I tugged again. Weaker this time. Kurtyce was right, but that didn’t make the prospect of standing by and watching an execution any more appealing. The adrenaline rushed out as I settled back into acute helplessness. Kurtyce released hold of my arm.

When Naokan’s blade struck, I was the one who let out that yell. It wasn’t rage or compassion, but frustration. Without the shamans to undo the spell, the vault in the Hyboria’s cargo hold would remain closed off. Yet there wasn’t anything I’d been able to do to stop it. Incredible. Just mere hours from completing our mission, and things had gone sideways in the worst possible way.
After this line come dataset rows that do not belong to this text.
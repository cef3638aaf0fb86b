//! Channel Multiplexer - One Live Connection per Channel Identity
//!
//! Keeps a dynamic set of channel connections in step with a desired
//! identity set (e.g. one ticker channel per connected exchange). Each
//! update is an explicit diff: added identities are opened, removed
//! ones closed terminally, unchanged ones left alone.

use std::collections::{HashMap, HashSet};

use serde_json::Value;
use tokio::sync::watch;
use tracing::{debug, info};

use super::connection::{ChannelHandle, StreamClient};
use crate::domain::{ChannelIdentity, ConnectionState};

/// Message callback for one connection.
pub type MessageSink = Box<dyn FnMut(Value) + Send + 'static>;

/// Builds the callback for a newly opened identity.
pub type SinkFactory = Box<dyn FnMut(&ChannelIdentity) -> MessageSink + Send + 'static>;

/// Result of one `update`.
#[derive(Debug, Clone, Default, PartialEq, Eq)]
pub struct SetDiff {
    /// Identities opened by this update, sorted.
    pub added: Vec<ChannelIdentity>,
    /// Identities closed by this update, sorted.
    pub removed: Vec<ChannelIdentity>,
}

impl SetDiff {
    /// Whether the update changed nothing.
    pub fn is_empty(&self) -> bool {
        self.added.is_empty() && self.removed.is_empty()
    }
}

/// Owns one `ChannelHandle` per identity.
///
/// Dropping the multiplexer closes every connection it owns.
pub struct ChannelMultiplexer {
    client: StreamClient,
    sinks: SinkFactory,
    connections: HashMap<ChannelIdentity, ChannelHandle>,
}

impl ChannelMultiplexer {
    /// Create an empty multiplexer; `sinks` is called once per opened identity.
    pub fn new<F>(client: StreamClient, sinks: F) -> Self
    where
        F: FnMut(&ChannelIdentity) -> MessageSink + Send + 'static,
    {
        Self {
            client,
            sinks: Box::new(sinks),
            connections: HashMap::new(),
        }
    }

    /// Reconcile the open set with `identities`.
    pub fn update<I>(&mut self, identities: I) -> SetDiff
    where
        I: IntoIterator<Item = ChannelIdentity>,
    {
        let wanted: HashSet<ChannelIdentity> = identities.into_iter().collect();

        let mut removed: Vec<ChannelIdentity> = self
            .connections
            .keys()
            .filter(|id| !wanted.contains(*id))
            .cloned()
            .collect();
        removed.sort();

        for identity in &removed {
            if let Some(handle) = self.connections.remove(identity) {
                handle.close();
            }
        }

        let mut added: Vec<ChannelIdentity> = wanted
            .into_iter()
            .filter(|id| !self.connections.contains_key(id))
            .collect();
        added.sort();

        for identity in &added {
            let sink = (self.sinks)(identity);
            let handle = self.client.subscribe(identity.clone(), sink);
            self.connections.insert(identity.clone(), handle);
        }

        let diff = SetDiff { added, removed };
        if diff.is_empty() {
            debug!(open = self.connections.len(), "Channel set unchanged");
        } else {
            info!(
                added = diff.added.len(),
                removed = diff.removed.len(),
                open = self.connections.len(),
                "Channel set updated"
            );
        }
        diff
    }

    /// Close every owned connection.
    pub fn close_all(&mut self) {
        let count = self.connections.len();
        for (_, handle) in self.connections.drain() {
            handle.close();
        }
        if count > 0 {
            info!(closed = count, "Multiplexer closed");
        }
    }

    /// Identities currently owned, sorted.
    pub fn identities(&self) -> Vec<ChannelIdentity> {
        let mut ids: Vec<_> = self.connections.keys().cloned().collect();
        ids.sort();
        ids
    }

    /// Handle for one identity.
    pub fn handle(&self, identity: &ChannelIdentity) -> Option<&ChannelHandle> {
        self.connections.get(identity)
    }

    /// Observe one connection's lifecycle.
    pub fn watch_state(
        &self,
        identity: &ChannelIdentity,
    ) -> Option<watch::Receiver<ConnectionState>> {
        self.connections.get(identity).map(ChannelHandle::watch_state)
    }

    /// Number of owned connections.
    pub fn len(&self) -> usize {
        self.connections.len()
    }

    /// Whether no connection is owned.
    pub fn is_empty(&self) -> bool {
        self.connections.is_empty()
    }
}

impl Drop for ChannelMultiplexer {
    fn drop(&mut self) {
        self.close_all();
    }
}
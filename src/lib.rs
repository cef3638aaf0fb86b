//! Live Feed Sync - Library Root
//!
//! Re-exports all modules for integration tests and benchmarks.

pub mod adapters;
pub mod config;
pub mod domain;
pub mod ports;
pub mod usecases;
//! Configuration Loader - File Loading and Validation
//!
//! Handles loading `config.toml`, validating all parameters,
//! and providing clear error messages for misconfiguration.

use std::path::Path;

use anyhow::{Context, Result};
use tracing::info;

use super::AppConfig;

/// Load and validate configuration from a TOML file.
///
/// # Errors
/// Returns detailed error if:
/// - File doesn't exist or can't be read
/// - TOML parsing fails
/// - Validation rules are violated
pub fn load_config(path: &str) -> Result<AppConfig> {
  let path = Path::new(path);

  let content = std::fs::read_to_string(path)
    .with_context(|| format!("Failed to read config file: {}", path.display()))?;

  let config = parse_config(&content)?;

  info!(
    api = %config.api.base_url,
    stream = %config.stream.base_url,
    reconnect_ms = config.stream.reconnect_interval_ms,
    "Configuration loaded successfully"
  );

  Ok(config)
}

/// Parse and validate configuration text.
pub fn parse_config(content: &str) -> Result<AppConfig> {
  let config: AppConfig = toml::from_str(content).context("Failed to parse config.toml")?;
  validate_config(&config)?;
  Ok(config)
}

/// Validate all configuration parameters.
fn validate_config(config: &AppConfig) -> Result<()> {
  anyhow::ensure!(
    config.api.base_url.starts_with("http://") || config.api.base_url.starts_with("https://"),
    "api.base_url must be an http(s) URL, got {}",
    config.api.base_url
  );
  anyhow::ensure!(
    config.stream.base_url.starts_with("ws://") || config.stream.base_url.starts_with("wss://"),
    "stream.base_url must be a ws(s) URL, got {}",
    config.stream.base_url
  );

  anyhow::ensure!(config.api.timeout_ms > 0, "api.timeout_ms must be positive");
  anyhow::ensure!(
    config.api.slow_timeout_ms >= config.api.timeout_ms,
    "api.slow_timeout_ms ({}) must be >= api.timeout_ms ({})",
    config.api.slow_timeout_ms,
    config.api.timeout_ms
  );
  anyhow::ensure!(
    config.stream.reconnect_interval_ms > 0,
    "stream.reconnect_interval_ms must be positive"
  );

  anyhow::ensure!(
    config.feeds.signals_capacity > 0 && config.feeds.logs_capacity > 0,
    "feed capacities must be positive"
  );
  anyhow::ensure!(
    config.feeds.exchanges_path.starts_with('/'),
    "feeds.exchanges_path must start with '/'"
  );
  anyhow::ensure!(
    config.feeds.exchange_refresh_secs > 0,
    "feeds.exchange_refresh_secs must be positive"
  );

  Ok(())
}

#[cfg(test)]
mod tests {
  use super::*;

  const MINIMAL: &str = r#"
[api]
base_url = "http://127.0.0.1:8000/api"

[stream]
base_url = "ws://127.0.0.1:8000/ws"
"#;

  #[test]
  fn test_load_nonexistent_file() {
    let result = load_config("nonexistent.toml");
    assert!(result.is_err());
  }

  #[test]
  fn test_minimal_config_uses_defaults() {
    let config = parse_config(MINIMAL).unwrap();
    assert_eq!(config.api.timeout_ms, 15_000);
    assert_eq!(config.api.slow_timeout_ms, 60_000);
    assert_eq!(config.stream.reconnect_interval_ms, 3_000);
    assert_eq!(config.feeds.signals_capacity, 50);
    assert_eq!(config.feeds.logs_capacity, 100);
    assert_eq!(config.app.log_level, "info");
    assert!(config.metrics.enabled);
  }

  #[test]
  fn test_rejects_non_websocket_stream_base() {
    let bad = MINIMAL.replace("ws://127.0.0.1:8000/ws", "http://127.0.0.1:8000/ws");
    let err = parse_config(&bad).unwrap_err();
    assert!(err.to_string().contains("stream.base_url"));
  }

  #[test]
  fn test_rejects_slow_timeout_below_default() {
    let bad = format!("{MINIMAL}\n");
    let bad = bad.replace(
      "base_url = \"http://127.0.0.1:8000/api\"",
      "base_url = \"http://127.0.0.1:8000/api\"\ntimeout_ms = 5000\nslow_timeout_ms = 1000",
    );
    assert!(parse_config(&bad).is_err());
  }
}
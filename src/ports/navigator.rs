//! Login Navigator Port - Surrounding Application Boundary
//!
//! The gateway asks the surrounding application to show its login
//! surface when the backend rejects the session. Rendering and routing
//! live outside this crate; only this trait crosses the boundary.

/// Navigation hooks into the surrounding application.
pub trait LoginNavigator: Send + Sync + 'static {
  /// Whether the user is already looking at the login surface.
  fn is_on_login_surface(&self) -> bool;

  /// Ask the application to show the login surface.
  fn navigate_to_login(&self);
}
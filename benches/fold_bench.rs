//! View Folding Benchmarks - Hot-Path Performance Validation
//!
//! Benchmarks the merge step that runs on every accepted push frame.
//!
//! Run with: cargo bench --bench fold_bench

use criterion::{black_box, criterion_group, criterion_main, BatchSize, Criterion};
use serde_json::json;

use live_feed_sync::domain::{Envelope, MergePolicy, PayloadShape, ViewState};

/// Benchmark a push into a full 50-entry ring.
fn bench_ring_push(c: &mut Criterion) {
    let policy = MergePolicy::RingBuffer { capacity: 50 };
    let mut view = ViewState::new(policy, false);
    for i in 0..50 {
        view.apply_push(policy, PayloadShape::Any, None, json!({"seq": i}));
    }

    c.bench_function("ring_push_full_50", |b| {
        b.iter(|| {
            view.apply_push(
                policy,
                PayloadShape::Any,
                None,
                black_box(json!({"seq": 1, "symbol": "BTC-USD", "side": "buy"})),
            )
        });
    });
}

/// Benchmark wholesale replacement with a 100-item list.
fn bench_replace(c: &mut Criterion) {
    let payload = json!((0..100).map(|i| json!({"id": i, "edge": 0.01})).collect::<Vec<_>>());
    let mut view = ViewState::new(MergePolicy::Replace, false);

    c.bench_function("replace_100_items", |b| {
        b.iter_batched(
            || payload.clone(),
            |p| view.apply_push(MergePolicy::Replace, PayloadShape::Array, None, p),
            BatchSize::SmallInput,
        );
    });
}

/// Benchmark keyed upsert across a handful of exchanges.
fn bench_keyed_upsert(c: &mut Criterion) {
    let keys = ["binance", "okx", "kraken", "bybit"];
    let mut view = ViewState::new(MergePolicy::KeyedUpsert, false);
    let mut n = 0usize;

    c.bench_function("keyed_upsert_4_keys", |b| {
        b.iter(|| {
            n = (n + 1) % keys.len();
            view.apply_push(
                MergePolicy::KeyedUpsert,
                PayloadShape::Object,
                Some(keys[n]),
                black_box(json!({"last": 64_000.5, "bid": 63_999.0, "ask": 64_001.0})),
            )
        });
    });
}

/// Benchmark frame parse + envelope split.
fn bench_envelope(c: &mut Criterion) {
    let frame = r#"{"type":"signal","data":{"seq":42,"symbol":"ETH-USD","score":0.73}}"#;

    c.bench_function("parse_envelope", |b| {
        b.iter(|| {
            let value: serde_json::Value = serde_json::from_str(black_box(frame)).unwrap();
            Envelope::from_value(value).unwrap()
        });
    });
}

criterion_group!(
    benches,
    bench_ring_push,
    bench_replace,
    bench_keyed_upsert,
    bench_envelope,
);
criterion_main!(benches);
//! Push message envelope.
//!
//! Frames are JSON objects carrying a string `type` discriminant. The
//! payload is the `data` member when present, otherwise the whole frame.

use serde_json::Value;

use super::error::SyncError;

/// Discriminant field carried by every frame.
pub const TYPE_FIELD: &str = "type";

/// Payload field, when the frame wraps its body.
pub const DATA_FIELD: &str = "data";

/// A parsed push frame.
#[derive(Debug, Clone, PartialEq)]
pub struct Envelope {
    /// Value of the `type` discriminant.
    pub kind: String,
    /// Message body.
    pub payload: Value,
}

impl Envelope {
    /// Split a frame into discriminant and payload.
    ///
    /// Frames without a string `type` are protocol errors.
    pub fn from_value(frame: Value) -> Result<Self, SyncError> {
        let Value::Object(mut map) = frame else {
            return Err(SyncError::Protocol("frame is not an object".to_string()));
        };

        let kind = match map.get(TYPE_FIELD) {
            Some(Value::String(kind)) => kind.clone(),
            _ => {
                return Err(SyncError::Protocol(
                    "frame has no string `type` field".to_string(),
                ));
            }
        };

        let payload = match map.remove(DATA_FIELD) {
            Some(data) => data,
            None => Value::Object(map),
        };

        Ok(Self { kind, payload })
    }

    /// Whether the frame carries the expected discriminant.
    pub fn is(&self, kind: &str) -> bool {
        self.kind == kind
    }
}
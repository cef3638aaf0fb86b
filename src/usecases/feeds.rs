//! Standard dashboard feeds.
//!
//! Channel names and `type` discriminants are the backend's contract and
//! are consumed verbatim.

use serde_json::Value;

use super::reconciler::{FeedSpec, SnapshotRequest};
use crate::adapters::api::CallOptions;
use crate::domain::{ChannelIdentity, PayloadShape};

/// Signal stream channel.
pub const SIGNALS_CHANNEL: &str = "signals";
/// Log stream channel.
pub const LOGS_CHANNEL: &str = "logs";
/// Decision list channel.
pub const DECISIONS_CHANNEL: &str = "decisions";
/// Arbitrage opportunity list channel.
pub const OPPORTUNITIES_CHANNEL: &str = "opportunities";
/// Prefix of the per-exchange ticker channels.
pub const TICKERS_PREFIX: &str = "tickers";

/// Ring buffer of trading signals, newest first.
pub fn signals(capacity: usize) -> FeedSpec {
    FeedSpec::ring(
        SIGNALS_CHANNEL,
        ChannelIdentity::new(SIGNALS_CHANNEL),
        "signal",
        capacity,
    )
    .with_snapshot(SnapshotRequest::new(format!("/signals?limit={capacity}")))
}

/// Ring buffer of engine log lines, newest first.
pub fn logs(capacity: usize) -> FeedSpec {
    FeedSpec::ring(LOGS_CHANNEL, ChannelIdentity::new(LOGS_CHANNEL), "log", capacity)
        .with_snapshot(SnapshotRequest::new(format!("/logs?limit={capacity}")))
}

/// Latest decision list; the server applies limit/filter itself.
pub fn decisions() -> FeedSpec {
    FeedSpec::replace(
        DECISIONS_CHANNEL,
        ChannelIdentity::new(DECISIONS_CHANNEL),
        "decisions",
        PayloadShape::Array,
    )
    .with_snapshot(SnapshotRequest::new("/decisions"))
}

/// Latest opportunity list. The snapshot runs a full scan, so it gets
/// the slow-endpoint deadline.
pub fn opportunities() -> FeedSpec {
    FeedSpec::replace(
        OPPORTUNITIES_CHANNEL,
        ChannelIdentity::new(OPPORTUNITIES_CHANNEL),
        "opportunities",
        PayloadShape::Array,
    )
    .with_snapshot(SnapshotRequest::new("/opportunities").with_options(CallOptions::slow()))
}

/// Ticker channel for one exchange.
pub fn ticker_channel(exchange: &str) -> ChannelIdentity {
    ChannelIdentity::new(format!("{TICKERS_PREFIX}/{exchange}"))
}

/// Keyed ticker view, one key per exchange. Push-only.
pub fn tickers<S: AsRef<str>>(exchanges: &[S]) -> FeedSpec {
    FeedSpec::keyed(
        TICKERS_PREFIX,
        exchanges.iter().map(|e| ticker_channel(e.as_ref())).collect(),
        "ticker",
        PayloadShape::Object,
    )
}

/// Ticker identities for a connected-exchanges response.
///
/// Accepts a list of ids, a list of objects with `id`/`exchange`/`name`,
/// or either wrapped in an `exchanges` member.
pub fn exchange_channels(response: &Value) -> Vec<ChannelIdentity> {
    let list = match response {
        Value::Object(map) => map.get("exchanges").and_then(Value::as_array),
        Value::Array(items) => Some(items),
        _ => None,
    };

    let mut channels: Vec<ChannelIdentity> = list
        .into_iter()
        .flatten()
        .filter_map(|item| match item {
            Value::String(id) => Some(id.as_str()),
            Value::Object(map) => ["id", "exchange", "name"]
                .iter()
                .find_map(|field| map.get(*field).and_then(Value::as_str)),
            _ => None,
        })
        .filter(|id| !id.is_empty())
        .map(ticker_channel)
        .collect();
    channels.sort();
    channels.dedup();
    channels
}
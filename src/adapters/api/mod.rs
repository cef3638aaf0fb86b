//! Backend API Adapter
//!
//! Implements the request/response gateway used for snapshot reads.
//!
//! Sub-modules:
//! - `gateway`: authenticated HTTP client with deadlines and error normalization
//! - `navigator`: headless `LoginNavigator` used by the binary
//! - `types`: call options and error body types

pub mod gateway;
pub mod navigator;
pub mod types;

pub use gateway::{ApiGateway, GatewayConfig};
pub use navigator::HeadlessNavigator;
pub use types::CallOptions;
Now we were in line, waiting to land. Plans would have to be remade. Contingencies drawn up. There was no point in dwelling on the past. Only to look forward into what could be.

“Why can’t they hurry this up?” An indignant voice called out from somewhere ahead in the line. “This is damned inconvenient.”

“Damn those Nims,” another voice huffed, “The board meeting was scheduled for over an hour ago. Now we’ll going to be late.”

It was infuriating listening to the other passengers complain. Two people were dead. And they were concerned about missed meetings.